Swiss-Brazilian musician and artist

Anton Walter Smetak (Zurich, Switzerland, 13 February 1913 – Salvador, Brazil, 30 May 1984) was a Swiss-born musician, composer, writer, sculptor and producer of musical instruments.

== Life and works ==

Walter Smetak (1913–1984) was a Swiss-born Brazilian composer, cellist, instrument builder, and educator whose experimental sound sculptures and musical theories became influential in Brazil’s avant-garde music scene. Trained in Europe as a classical cellist, Smetak emigrated to Brazil in 1937 and later joined the Federal University of Bahia (UFBA) School of Music from 1957 to 1984, where he served as professor and developed over 120 hand-built instruments he called plásticas sonoras (“sound sculptures”).

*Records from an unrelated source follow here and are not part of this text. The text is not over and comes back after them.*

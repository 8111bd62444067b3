use clap::{Args, Subcommand};

mod create;

#[derive(Debug, Args)]
pub(crate) struct CouponCommand {
    #[command(subcommand)]
    command: CouponSubcommand,
}

#[derive(Debug, Subcommand)]
enum CouponSubcommand {
    /// Create a coupon campaign
    Create(create::CreateCouponArgs),
}

pub(crate) async fn run(command: CouponCommand) -> Result<(), String> {
    match command.command {
        CouponSubcommand::Create(args) => create::run(args).await,
    }
}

He is considered a forerunner and early influence on the musicians and artists who would form the core of Tropicalia, such as Caetano Veloso, Gilberto Gil, Tom Zé and Torquato Neto. One of his best known works is the experimental album titled Smetak (1974), produced by Caetano Veloso and Roberto Santana and edited by Veloso and Gilberto Gil. Deeply involved in the Brazilian music scene of the 1960s and 1970s, Smetak collaborated with Gil, Tom Zé, Uakti and others. The group Uakti, one of the world's most important groups that employed original instruments, was strongly inspired by Smetak's teaching, since its founder Marco Antonio Guimarães was his pupil. He died in Salvador in 1984.

Smetak’s hybrid practice has been cited as a precursor to contemporary experimental lutherie and transdisciplinary art. His instruments remain on display in Salvador, Brazil, and continue to be studied by musicians and researchers.